▶ _PROBLEM DESCRIPTION_: Nothing but the lines from the start of the entries through the line containing "pub struct Page<T>" should appear in the answer, each given exactly.
[RECORDS Boundary: Start]
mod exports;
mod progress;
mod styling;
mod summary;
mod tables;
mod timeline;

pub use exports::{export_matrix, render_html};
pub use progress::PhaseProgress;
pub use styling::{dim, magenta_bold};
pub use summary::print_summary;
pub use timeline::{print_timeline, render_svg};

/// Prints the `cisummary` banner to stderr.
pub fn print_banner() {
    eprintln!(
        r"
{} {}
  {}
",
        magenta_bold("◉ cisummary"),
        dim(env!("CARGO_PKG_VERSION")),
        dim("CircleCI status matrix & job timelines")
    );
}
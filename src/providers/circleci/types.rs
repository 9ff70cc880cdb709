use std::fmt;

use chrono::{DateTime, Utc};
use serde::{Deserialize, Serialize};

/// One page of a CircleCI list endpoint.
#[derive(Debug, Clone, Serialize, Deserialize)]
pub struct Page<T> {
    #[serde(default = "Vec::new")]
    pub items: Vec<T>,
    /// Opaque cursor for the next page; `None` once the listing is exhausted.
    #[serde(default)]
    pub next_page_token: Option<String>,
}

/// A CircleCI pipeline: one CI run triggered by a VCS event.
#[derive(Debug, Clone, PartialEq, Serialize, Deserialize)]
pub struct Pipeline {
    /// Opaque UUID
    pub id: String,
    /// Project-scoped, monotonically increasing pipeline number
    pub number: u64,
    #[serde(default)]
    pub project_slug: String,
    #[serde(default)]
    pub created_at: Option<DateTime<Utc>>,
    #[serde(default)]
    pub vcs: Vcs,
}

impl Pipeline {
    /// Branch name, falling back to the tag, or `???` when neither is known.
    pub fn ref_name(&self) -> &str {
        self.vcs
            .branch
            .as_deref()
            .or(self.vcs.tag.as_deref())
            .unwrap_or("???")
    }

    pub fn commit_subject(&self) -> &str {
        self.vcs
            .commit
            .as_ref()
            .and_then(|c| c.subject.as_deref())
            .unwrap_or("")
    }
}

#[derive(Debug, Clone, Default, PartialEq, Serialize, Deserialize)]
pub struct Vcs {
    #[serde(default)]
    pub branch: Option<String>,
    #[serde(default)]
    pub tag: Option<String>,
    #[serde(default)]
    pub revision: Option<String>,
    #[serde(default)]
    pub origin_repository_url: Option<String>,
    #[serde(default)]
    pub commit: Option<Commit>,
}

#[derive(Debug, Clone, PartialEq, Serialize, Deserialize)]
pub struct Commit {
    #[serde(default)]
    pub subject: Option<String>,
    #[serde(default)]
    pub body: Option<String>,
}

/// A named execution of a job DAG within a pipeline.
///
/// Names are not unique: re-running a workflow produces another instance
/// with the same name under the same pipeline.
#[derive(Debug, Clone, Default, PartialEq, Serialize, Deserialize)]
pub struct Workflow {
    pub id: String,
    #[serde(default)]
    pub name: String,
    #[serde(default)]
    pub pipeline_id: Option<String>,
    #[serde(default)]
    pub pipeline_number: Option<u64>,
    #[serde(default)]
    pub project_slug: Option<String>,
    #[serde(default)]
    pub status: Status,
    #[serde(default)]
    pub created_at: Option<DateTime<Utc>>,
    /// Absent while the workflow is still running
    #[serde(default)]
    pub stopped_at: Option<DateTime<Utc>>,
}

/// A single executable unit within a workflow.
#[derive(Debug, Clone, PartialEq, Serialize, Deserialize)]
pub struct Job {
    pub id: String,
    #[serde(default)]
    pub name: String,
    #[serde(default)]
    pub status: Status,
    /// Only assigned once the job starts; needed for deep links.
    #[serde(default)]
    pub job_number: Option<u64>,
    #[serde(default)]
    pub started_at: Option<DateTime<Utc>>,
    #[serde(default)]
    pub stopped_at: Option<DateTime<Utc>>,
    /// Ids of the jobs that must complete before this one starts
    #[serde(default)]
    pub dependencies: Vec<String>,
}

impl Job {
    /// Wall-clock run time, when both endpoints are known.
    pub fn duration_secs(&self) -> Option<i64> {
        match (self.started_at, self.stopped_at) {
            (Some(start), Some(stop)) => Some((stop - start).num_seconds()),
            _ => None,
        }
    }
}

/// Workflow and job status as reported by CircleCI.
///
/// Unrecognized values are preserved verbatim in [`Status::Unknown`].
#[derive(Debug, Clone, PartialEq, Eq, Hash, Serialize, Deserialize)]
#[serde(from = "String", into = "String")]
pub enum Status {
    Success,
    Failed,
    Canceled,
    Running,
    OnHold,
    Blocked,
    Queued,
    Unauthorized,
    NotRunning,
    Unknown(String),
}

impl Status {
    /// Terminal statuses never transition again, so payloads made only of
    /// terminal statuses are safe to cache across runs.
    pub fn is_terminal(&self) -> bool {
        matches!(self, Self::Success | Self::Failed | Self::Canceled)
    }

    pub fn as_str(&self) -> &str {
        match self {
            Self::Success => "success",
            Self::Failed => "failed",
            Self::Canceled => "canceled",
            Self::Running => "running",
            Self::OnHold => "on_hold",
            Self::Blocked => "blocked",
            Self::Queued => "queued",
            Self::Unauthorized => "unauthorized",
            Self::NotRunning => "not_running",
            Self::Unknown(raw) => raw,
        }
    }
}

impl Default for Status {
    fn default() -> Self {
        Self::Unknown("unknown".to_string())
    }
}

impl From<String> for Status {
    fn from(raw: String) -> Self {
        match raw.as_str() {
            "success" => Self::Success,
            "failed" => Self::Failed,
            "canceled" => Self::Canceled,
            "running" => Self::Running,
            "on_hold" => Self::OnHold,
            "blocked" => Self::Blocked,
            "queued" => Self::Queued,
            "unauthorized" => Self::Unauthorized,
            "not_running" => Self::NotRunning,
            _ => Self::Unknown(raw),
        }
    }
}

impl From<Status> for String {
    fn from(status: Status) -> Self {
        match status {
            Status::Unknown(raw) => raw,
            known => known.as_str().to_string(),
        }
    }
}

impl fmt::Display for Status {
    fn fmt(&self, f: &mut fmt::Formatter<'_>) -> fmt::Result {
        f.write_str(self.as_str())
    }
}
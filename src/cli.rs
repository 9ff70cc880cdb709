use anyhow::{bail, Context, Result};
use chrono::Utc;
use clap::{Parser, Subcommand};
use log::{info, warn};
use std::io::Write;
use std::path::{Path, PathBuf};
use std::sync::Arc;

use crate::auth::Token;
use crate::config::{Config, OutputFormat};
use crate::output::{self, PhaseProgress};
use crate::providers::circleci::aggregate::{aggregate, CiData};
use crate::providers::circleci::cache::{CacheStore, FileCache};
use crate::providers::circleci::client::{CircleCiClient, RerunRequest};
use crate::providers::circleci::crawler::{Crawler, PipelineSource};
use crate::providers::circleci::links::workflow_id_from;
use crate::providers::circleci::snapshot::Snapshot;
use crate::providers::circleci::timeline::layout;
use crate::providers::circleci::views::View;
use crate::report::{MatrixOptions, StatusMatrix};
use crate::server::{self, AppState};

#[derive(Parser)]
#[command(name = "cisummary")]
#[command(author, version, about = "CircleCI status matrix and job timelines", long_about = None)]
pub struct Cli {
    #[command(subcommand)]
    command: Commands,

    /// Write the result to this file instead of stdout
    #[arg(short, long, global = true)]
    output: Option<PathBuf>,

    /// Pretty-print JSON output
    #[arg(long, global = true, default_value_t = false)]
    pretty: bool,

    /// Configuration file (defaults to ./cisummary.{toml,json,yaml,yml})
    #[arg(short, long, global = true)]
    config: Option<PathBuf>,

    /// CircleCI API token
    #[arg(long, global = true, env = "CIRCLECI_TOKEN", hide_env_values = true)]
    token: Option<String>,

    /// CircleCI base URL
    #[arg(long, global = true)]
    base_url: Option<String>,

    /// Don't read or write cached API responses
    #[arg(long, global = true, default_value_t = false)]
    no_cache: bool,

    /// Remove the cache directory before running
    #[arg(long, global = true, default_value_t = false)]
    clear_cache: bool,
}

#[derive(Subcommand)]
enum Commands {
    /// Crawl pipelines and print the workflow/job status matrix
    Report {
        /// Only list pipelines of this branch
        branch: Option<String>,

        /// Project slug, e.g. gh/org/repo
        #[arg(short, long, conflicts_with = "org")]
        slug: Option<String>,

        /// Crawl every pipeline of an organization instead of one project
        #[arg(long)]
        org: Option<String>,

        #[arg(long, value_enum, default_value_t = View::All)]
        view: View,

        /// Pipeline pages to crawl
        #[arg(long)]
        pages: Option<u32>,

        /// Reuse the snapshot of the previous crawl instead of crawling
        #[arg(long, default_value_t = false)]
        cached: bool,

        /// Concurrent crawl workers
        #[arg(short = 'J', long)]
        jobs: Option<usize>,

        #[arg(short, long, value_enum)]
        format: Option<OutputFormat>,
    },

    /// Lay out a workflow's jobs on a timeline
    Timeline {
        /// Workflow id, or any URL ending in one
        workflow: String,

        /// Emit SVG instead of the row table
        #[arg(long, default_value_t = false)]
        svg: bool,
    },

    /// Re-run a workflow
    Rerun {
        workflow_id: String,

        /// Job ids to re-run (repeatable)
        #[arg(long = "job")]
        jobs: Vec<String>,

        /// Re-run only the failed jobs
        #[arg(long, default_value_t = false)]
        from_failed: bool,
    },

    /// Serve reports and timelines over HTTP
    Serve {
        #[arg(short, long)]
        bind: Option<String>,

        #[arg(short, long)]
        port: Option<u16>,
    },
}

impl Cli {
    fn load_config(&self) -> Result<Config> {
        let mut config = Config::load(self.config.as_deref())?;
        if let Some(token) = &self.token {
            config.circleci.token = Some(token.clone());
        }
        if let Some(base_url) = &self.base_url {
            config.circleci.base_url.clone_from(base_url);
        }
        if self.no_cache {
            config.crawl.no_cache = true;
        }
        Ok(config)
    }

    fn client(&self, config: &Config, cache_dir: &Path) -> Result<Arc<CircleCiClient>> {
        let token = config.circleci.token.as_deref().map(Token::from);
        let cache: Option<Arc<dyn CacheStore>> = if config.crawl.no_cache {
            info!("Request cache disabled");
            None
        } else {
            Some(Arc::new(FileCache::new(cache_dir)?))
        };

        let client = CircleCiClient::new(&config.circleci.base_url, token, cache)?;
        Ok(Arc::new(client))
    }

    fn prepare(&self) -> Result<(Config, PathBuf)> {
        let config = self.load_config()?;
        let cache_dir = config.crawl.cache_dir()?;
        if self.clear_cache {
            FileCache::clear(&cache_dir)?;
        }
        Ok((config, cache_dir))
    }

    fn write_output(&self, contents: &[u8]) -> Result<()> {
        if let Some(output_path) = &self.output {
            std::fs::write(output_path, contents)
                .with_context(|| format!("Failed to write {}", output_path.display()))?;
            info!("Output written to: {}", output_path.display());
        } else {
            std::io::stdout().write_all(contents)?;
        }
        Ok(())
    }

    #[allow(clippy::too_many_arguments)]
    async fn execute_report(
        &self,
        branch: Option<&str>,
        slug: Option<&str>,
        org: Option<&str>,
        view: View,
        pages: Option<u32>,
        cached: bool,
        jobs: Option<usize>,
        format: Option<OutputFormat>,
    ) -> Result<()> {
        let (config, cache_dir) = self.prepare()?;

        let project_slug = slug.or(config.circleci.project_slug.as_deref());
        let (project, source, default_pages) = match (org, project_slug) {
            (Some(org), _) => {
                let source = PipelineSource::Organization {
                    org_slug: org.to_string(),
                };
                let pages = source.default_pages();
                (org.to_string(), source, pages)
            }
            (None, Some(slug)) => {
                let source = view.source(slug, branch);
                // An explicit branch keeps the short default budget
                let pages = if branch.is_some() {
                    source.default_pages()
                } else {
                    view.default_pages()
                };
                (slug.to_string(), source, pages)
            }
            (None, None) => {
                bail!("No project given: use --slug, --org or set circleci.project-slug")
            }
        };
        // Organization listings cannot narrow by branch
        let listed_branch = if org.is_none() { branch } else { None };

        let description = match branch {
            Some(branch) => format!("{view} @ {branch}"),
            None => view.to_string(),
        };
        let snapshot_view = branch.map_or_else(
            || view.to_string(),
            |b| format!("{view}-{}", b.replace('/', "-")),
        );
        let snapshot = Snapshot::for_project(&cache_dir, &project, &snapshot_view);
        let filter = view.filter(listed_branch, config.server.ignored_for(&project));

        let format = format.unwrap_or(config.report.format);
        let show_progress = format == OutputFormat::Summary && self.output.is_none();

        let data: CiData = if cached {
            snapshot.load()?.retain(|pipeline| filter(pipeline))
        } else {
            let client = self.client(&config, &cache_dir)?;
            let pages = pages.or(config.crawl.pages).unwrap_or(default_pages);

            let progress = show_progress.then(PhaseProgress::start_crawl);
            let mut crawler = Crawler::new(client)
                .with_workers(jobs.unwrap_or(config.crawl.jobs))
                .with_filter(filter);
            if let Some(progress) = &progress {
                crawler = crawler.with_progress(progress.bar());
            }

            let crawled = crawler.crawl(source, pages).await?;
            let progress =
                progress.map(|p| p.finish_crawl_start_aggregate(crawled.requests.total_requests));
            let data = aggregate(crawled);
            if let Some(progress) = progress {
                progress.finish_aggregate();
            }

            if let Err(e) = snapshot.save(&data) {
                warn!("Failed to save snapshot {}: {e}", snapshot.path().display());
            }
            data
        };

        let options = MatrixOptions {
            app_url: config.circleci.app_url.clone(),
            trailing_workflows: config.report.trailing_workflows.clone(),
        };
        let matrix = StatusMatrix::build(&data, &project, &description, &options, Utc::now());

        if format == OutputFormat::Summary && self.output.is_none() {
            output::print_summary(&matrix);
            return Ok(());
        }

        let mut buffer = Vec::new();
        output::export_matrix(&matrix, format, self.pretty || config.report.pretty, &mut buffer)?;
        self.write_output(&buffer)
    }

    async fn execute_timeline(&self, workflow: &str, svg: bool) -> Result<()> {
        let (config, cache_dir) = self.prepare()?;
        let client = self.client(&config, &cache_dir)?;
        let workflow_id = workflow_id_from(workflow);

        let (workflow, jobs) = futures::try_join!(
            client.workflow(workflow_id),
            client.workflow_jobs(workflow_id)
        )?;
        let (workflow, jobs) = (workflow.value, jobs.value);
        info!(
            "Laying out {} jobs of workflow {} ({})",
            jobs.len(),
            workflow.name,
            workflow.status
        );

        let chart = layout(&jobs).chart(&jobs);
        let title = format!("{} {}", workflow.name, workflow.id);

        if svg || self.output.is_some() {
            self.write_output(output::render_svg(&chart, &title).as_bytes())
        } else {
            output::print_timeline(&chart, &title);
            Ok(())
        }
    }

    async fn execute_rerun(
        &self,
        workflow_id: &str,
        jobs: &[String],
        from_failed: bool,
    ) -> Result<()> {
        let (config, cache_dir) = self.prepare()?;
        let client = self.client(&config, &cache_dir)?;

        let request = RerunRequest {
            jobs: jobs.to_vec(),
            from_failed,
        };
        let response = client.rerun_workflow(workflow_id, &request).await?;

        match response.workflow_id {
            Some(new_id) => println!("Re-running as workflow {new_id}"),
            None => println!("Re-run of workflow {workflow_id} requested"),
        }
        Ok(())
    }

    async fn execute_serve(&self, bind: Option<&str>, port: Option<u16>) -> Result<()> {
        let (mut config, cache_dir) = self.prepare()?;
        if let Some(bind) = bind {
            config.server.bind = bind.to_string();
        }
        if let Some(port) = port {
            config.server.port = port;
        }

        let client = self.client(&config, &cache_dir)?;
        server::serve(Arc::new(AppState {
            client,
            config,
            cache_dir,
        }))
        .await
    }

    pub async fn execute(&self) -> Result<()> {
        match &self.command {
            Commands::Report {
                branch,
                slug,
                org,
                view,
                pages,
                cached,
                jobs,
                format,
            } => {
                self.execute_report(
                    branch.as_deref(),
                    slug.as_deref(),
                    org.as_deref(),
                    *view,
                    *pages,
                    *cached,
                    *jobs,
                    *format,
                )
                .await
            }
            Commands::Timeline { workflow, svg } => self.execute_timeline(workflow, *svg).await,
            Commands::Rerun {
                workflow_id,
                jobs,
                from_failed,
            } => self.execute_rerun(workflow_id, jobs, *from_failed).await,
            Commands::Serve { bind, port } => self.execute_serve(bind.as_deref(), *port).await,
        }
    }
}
[RECORDS Boundary: End]
▶ _SOLUTION TO THE EXERCISE_:
mod exports;
mod progress;
mod styling;
mod summary;
mod tables;
mod timeline;

pub use exports::{export_matrix, render_html};
pub use progress::PhaseProgress;
pub use styling::{dim, magenta_bold};
pub use summary::print_summary;
pub use timeline::{print_timeline, render_svg};

/// Prints the `cisummary` banner to stderr.
pub fn print_banner() {
    eprintln!(
        r"
{} {}
  {}
",
        magenta_bold("◉ cisummary"),
        dim(env!("CARGO_PKG_VERSION")),
        dim("CircleCI status matrix & job timelines")
    );
}
filename src/providers/circleci/types.rs
repository 9ff70cc880cdb709
use std::fmt;

use chrono::{DateTime, Utc};
use serde::{Deserialize, Serialize};

/// One page of a CircleCI list endpoint.
#[derive(Debug, Clone, Serialize, Deserialize)]
pub struct Page<T> {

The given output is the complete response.